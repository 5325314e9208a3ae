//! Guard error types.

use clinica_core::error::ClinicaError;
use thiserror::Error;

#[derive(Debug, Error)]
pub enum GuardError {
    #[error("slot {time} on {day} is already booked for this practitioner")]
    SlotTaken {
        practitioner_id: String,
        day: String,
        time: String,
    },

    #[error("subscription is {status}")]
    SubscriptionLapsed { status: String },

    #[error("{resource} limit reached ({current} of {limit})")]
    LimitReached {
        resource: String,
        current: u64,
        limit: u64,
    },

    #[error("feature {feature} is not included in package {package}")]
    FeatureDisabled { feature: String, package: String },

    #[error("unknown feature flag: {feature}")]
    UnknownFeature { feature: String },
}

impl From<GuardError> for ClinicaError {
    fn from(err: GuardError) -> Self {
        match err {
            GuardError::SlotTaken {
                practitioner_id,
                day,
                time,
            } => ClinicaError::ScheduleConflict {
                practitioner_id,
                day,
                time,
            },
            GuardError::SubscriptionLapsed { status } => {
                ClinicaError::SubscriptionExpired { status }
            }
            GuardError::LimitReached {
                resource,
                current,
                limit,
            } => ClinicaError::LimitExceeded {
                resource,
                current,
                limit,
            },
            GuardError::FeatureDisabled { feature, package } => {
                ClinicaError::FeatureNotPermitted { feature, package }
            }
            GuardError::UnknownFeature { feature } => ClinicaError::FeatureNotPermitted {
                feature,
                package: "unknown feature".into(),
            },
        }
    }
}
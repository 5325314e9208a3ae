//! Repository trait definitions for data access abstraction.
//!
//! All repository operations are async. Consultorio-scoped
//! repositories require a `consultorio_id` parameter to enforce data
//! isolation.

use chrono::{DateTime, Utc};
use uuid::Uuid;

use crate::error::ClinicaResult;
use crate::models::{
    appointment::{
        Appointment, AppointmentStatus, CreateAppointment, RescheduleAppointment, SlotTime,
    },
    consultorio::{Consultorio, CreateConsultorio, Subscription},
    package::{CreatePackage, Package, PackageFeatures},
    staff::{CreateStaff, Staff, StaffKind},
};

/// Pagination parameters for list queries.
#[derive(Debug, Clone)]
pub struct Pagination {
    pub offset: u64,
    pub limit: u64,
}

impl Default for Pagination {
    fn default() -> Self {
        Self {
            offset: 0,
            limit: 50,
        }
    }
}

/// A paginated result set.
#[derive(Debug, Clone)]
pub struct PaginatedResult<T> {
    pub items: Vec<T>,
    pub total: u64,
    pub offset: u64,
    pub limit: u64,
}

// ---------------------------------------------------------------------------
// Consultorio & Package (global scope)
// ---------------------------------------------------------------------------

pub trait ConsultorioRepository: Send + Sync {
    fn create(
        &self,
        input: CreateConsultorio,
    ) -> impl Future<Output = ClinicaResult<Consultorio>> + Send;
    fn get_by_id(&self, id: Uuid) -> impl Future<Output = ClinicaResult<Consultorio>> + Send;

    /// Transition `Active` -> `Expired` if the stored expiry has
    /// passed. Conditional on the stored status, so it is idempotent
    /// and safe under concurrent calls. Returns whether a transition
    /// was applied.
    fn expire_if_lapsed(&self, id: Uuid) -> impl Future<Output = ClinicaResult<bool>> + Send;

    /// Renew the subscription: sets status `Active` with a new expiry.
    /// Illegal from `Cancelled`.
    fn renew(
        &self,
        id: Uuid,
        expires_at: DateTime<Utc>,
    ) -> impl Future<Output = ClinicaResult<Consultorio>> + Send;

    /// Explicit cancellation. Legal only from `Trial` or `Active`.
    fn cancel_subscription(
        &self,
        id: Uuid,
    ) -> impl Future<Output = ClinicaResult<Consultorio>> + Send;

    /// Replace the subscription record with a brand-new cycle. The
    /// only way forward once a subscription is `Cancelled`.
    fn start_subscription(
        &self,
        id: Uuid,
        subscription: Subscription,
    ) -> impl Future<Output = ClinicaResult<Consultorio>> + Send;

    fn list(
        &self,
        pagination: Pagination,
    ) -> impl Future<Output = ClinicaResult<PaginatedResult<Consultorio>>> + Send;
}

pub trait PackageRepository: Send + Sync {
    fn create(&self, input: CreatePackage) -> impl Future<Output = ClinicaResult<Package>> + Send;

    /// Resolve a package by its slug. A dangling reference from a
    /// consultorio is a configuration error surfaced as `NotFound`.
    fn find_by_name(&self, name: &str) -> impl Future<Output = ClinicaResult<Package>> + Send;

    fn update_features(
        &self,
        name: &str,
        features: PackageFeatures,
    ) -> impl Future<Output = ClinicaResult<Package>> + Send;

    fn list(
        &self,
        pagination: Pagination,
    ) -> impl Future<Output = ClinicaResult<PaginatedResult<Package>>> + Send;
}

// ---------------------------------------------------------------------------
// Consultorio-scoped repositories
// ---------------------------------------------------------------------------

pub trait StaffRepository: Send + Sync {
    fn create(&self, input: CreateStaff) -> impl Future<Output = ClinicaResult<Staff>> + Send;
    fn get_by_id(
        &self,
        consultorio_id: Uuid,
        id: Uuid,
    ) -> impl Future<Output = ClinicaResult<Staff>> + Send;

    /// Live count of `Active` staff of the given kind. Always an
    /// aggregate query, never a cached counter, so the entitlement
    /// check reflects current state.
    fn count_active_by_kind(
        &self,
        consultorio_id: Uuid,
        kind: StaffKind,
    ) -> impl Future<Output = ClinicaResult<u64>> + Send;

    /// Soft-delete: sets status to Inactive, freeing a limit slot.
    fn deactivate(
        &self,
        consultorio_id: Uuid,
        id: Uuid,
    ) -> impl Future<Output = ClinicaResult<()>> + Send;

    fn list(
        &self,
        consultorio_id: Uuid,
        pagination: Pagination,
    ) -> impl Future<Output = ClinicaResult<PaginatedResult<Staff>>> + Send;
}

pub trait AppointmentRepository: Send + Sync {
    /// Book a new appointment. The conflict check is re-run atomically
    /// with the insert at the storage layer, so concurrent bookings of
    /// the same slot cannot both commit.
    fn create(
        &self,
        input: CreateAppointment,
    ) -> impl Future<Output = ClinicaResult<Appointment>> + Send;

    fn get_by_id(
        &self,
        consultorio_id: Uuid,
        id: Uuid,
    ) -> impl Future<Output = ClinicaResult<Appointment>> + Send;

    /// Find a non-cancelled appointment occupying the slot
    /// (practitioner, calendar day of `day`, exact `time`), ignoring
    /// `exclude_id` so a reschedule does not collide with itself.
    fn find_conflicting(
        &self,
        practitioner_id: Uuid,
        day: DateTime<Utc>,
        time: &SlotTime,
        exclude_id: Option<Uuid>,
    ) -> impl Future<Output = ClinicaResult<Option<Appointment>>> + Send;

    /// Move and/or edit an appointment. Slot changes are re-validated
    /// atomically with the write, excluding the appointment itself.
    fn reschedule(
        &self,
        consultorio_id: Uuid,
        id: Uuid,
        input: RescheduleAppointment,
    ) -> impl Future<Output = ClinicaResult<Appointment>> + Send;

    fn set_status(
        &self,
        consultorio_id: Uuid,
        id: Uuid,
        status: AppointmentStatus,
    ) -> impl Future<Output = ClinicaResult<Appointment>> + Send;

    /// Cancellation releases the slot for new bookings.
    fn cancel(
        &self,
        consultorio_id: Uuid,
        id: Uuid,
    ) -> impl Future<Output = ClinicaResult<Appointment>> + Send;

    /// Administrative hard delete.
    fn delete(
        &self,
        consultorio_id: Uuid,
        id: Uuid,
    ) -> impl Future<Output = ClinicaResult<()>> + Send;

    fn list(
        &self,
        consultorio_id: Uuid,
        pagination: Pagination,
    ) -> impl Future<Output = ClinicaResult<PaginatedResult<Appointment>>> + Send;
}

### WHAT IS NEEDED
Take every line from the data that includes the word "concurrent".

### FINISHED EXERCISE
    /// and safe under concurrent calls. Returns whether a transition
    /// with the insert at the storage layer, so concurrent bookings of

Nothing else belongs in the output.